Task details — Exactly the lines from the beginning of the material to the line with "terminal and any" are to be repeated, both ends included.

Extracted material —
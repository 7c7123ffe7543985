//! Report storage, scoped numbering and state transitions
//!
//! The log owns every report and the per-(category, round, session)
//! number counters. Transitions only move forward; a reviewed report is
//! terminal and any further transition is a `StateError`. Cross-ledger
//! penalty application lives on the [`Engine`](crate::engine::Engine),
//! which validates everything before the first write.

use ahash::AHashMap;
use serde::{Deserialize, Serialize};

use crate::core::error::{EngineError, Result};
use crate::core::types::{CategoryId, DriverId, ReportId, RoundId, SessionId};
use crate::stewarding::report::{
    NewReport, PenaltyDecision, Report, ReportState, ReviewOutcome,
};

/// A time penalty parked until the driver's next classified race result
///
/// Issued when a report is accepted against a driver who did not finish
/// the session: seconds cannot re-rank a result that has no time, so the
/// penalty follows the driver to the next race instead.
#[derive(Debug, Clone, Serialize, Deserialize)]
pub struct DeferredPenalty {
    pub id: u32,
    pub report_id: ReportId,
    pub driver_id: DriverId,
    pub category_id: CategoryId,
    pub time_penalty_secs: u32,
    pub is_applied: bool,
}

#[derive(Debug, Clone, Default, Serialize, Deserialize)]
pub struct ReportLog {
    reports: AHashMap<ReportId, Report>,
    numbering: AHashMap<(CategoryId, RoundId, SessionId), u16>,
    deferred: Vec<DeferredPenalty>,
    next_report_id: u32,
    next_deferred_id: u32,
}

impl ReportLog {
    pub fn new() -> Self {
        Self::default()
    }

    /// File a report, assigning the next number in its scope
    ///
    /// Numbers start at 1 per (category, round, session) and are never
    /// reused, regardless of later outcomes. Reference validation against
    /// the catalog is the engine's job and happens before this call.
    pub fn file(&mut self, new: NewReport) -> (ReportId, u16) {
        let scope = (new.category_id, new.round_id, new.session_id);
        let counter = self.numbering.entry(scope).or_insert(0);
        *counter += 1;
        let number = *counter;

        let id = ReportId(self.next_report_id);
        self.next_report_id += 1;
        self.reports.insert(
            id,
            Report {
                id,
                number,
                category_id: new.category_id,
                round_id: new.round_id,
                session_id: new.session_id,
                reported_driver_id: new.reported_driver_id,
                reported_team_id: new.reported_team_id,
                reporting_driver_id: new.reporting_driver_id,
                reporting_team_id: new.reporting_team_id,
                incident_time: new.incident_time,
                reason: new.reason,
                filed_on: new.filed_on,
                state: ReportState::Filed,
                penalty: None,
            },
        );
        (id, number)
    }

    /// Accept a filed report for steward review
    pub fn queue(&mut self, id: ReportId) -> Result<()> {
        let report = self.report_mut(id)?;
        match report.state {
            ReportState::Filed => {
                report.state = ReportState::Queued;
                Ok(())
            }
            ReportState::Queued => Err(EngineError::State(format!(
                "report {} is already queued",
                id.0
            ))),
            ReportState::Reviewed(_) => Err(EngineError::State(format!(
                "report {} is reviewed and terminal",
                id.0
            ))),
        }
    }

    /// Move a report to its terminal reviewed state
    ///
    /// An accepted report stores its penalty decision; a rejected one
    /// stores nothing.
    pub fn mark_reviewed(
        &mut self,
        id: ReportId,
        outcome: ReviewOutcome,
        penalty: Option<PenaltyDecision>,
    ) -> Result<()> {
        let report = self.report_mut(id)?;
        if report.is_reviewed() {
            return Err(EngineError::State(format!(
                "report {} is reviewed and terminal",
                id.0
            )));
        }
        debug_assert!(matches!(outcome, ReviewOutcome::Accepted) == penalty.is_some());
        report.state = ReportState::Reviewed(outcome);
        report.penalty = penalty;
        Ok(())
    }

    pub fn report(&self, id: ReportId) -> Result<&Report> {
        self.reports
            .get(&id)
            .ok_or_else(|| EngineError::Reference(format!("report {}", id.0)))
    }

    fn report_mut(&mut self, id: ReportId) -> Result<&mut Report> {
        self.reports
            .get_mut(&id)
            .ok_or_else(|| EngineError::Reference(format!("report {}", id.0)))
    }

    /// Reports of one scope in filing order
    pub fn reports_for(
        &self,
        category_id: CategoryId,
        round_id: RoundId,
        session_id: SessionId,
    ) -> Vec<&Report> {
        let mut reports: Vec<&Report> = self
            .reports
            .values()
            .filter(|r| {
                r.category_id == category_id
                    && r.round_id == round_id
                    && r.session_id == session_id
            })
            .collect();
        reports.sort_by_key(|r| r.number);
        reports
    }

    pub fn reports(&self) -> impl Iterator<Item = &Report> {
        self.reports.values()
    }

    // === Deferred penalties ===

    pub fn add_deferred(
        &mut self,
        report_id: ReportId,
        driver_id: DriverId,
        category_id: CategoryId,
        time_penalty_secs: u32,
    ) -> u32 {
        let id = self.next_deferred_id;
        self.next_deferred_id += 1;
        self.deferred.push(DeferredPenalty {
            id,
            report_id,
            driver_id,
            category_id,
            time_penalty_secs,
            is_applied: false,
        });
        id
    }

    /// Unapplied deferred penalties for a driver in a category
    pub fn pending_deferred(
        &self,
        driver_id: DriverId,
        category_id: CategoryId,
    ) -> Vec<&DeferredPenalty> {
        self.deferred
            .iter()
            .filter(|d| !d.is_applied && d.driver_id == driver_id && d.category_id == category_id)
            .collect()
    }

    pub fn mark_deferred_applied(&mut self, id: u32) {
        if let Some(deferred) = self.deferred.iter_mut().find(|d| d.id == id) {
            deferred.is_applied = true;
        }
    }
}
//! League catalog entities
//!
//! The persisted shape of the league: championships own categories and
//! rounds, games scope car classes, sessions are shared definitions reused
//! across categories. Mutable disciplinary counters live in the roster
//! ledger, not here.

use chrono::{NaiveDate, Weekday};
use serde::{Deserialize, Serialize};

use crate::core::types::{
    CarClassId, CategoryId, ChampionshipId, DriverId, GameId, PointSystemId, RoundId, SessionId,
    SessionKind, TeamId,
};
use crate::points::FastestLapRule;

#[derive(Debug, Clone, Serialize, Deserialize)]
pub struct Championship {
    pub id: ChampionshipId,
    pub name: String,
    pub start: NaiveDate,
    pub end: Option<NaiveDate>,
}

#[derive(Debug, Clone, Serialize, Deserialize)]
pub struct Game {
    pub id: GameId,
    pub name: String,
}

/// An in-game car class, reused across categories of the same game
#[derive(Debug, Clone, Serialize, Deserialize)]
pub struct CarClass {
    pub id: CarClassId,
    pub name: String,
    pub game_id: GameId,
}

/// A skill-level class within a championship
///
/// Carries the set of car classes its drivers may race and the ordered
/// session definitions each of its rounds runs.
#[derive(Debug, Clone, Serialize, Deserialize)]
pub struct Category {
    pub id: CategoryId,
    pub name: String,
    pub game_id: GameId,
    pub championship_id: ChampionshipId,
    /// Weekday the category usually races on
    pub round_weekday: Option<Weekday>,
    pub car_classes: Vec<CarClassId>,
    pub sessions: Vec<SessionId>,
    pub fastest_lap: Option<FastestLapRule>,
}

/// A named segment of a round with its own point system
#[derive(Debug, Clone, Serialize, Deserialize)]
pub struct SessionDef {
    pub id: SessionId,
    pub name: String,
    pub kind: SessionKind,
    pub point_system_id: PointSystemId,
}

#[derive(Debug, Clone, Serialize, Deserialize)]
pub struct Round {
    pub id: RoundId,
    /// Position in the calendar order, 1-based
    pub number: u16,
    pub date: NaiveDate,
    pub circuit: String,
    pub is_completed: bool,
    pub category_id: CategoryId,
    pub championship_id: ChampionshipId,
}

#[derive(Debug, Clone, Serialize, Deserialize)]
pub struct Driver {
    pub id: DriverId,
    /// Platform identity, unique across the league
    pub psn_id: String,
    /// External messaging identity, when the driver linked one
    pub messaging_id: Option<String>,
}

#[derive(Debug, Clone, Serialize, Deserialize)]
pub struct Team {
    pub id: TeamId,
    pub name: String,
    /// Credits available for roster-transfer bookkeeping
    pub credits: i32,
}

/// A team's participation in one championship
///
/// Team penalty points are subtracted from the team's tally when team
/// standings are computed; they never touch driver totals.
#[derive(Debug, Clone, Serialize, Deserialize)]
pub struct TeamEntry {
    pub team_id: TeamId,
    pub championship_id: ChampionshipId,
    pub joined_on: NaiveDate,
    pub penalty_points: f64,
}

Finished exercise —
repository 7c7123ffe7543985
//! Report storage, scoped numbering and state transitions
//!
//! The log owns every report and the per-(category, round, session)
//! number counters. Transitions only move forward; a reviewed report is
//! terminal and any further transition is a `StateError`. Cross-ledger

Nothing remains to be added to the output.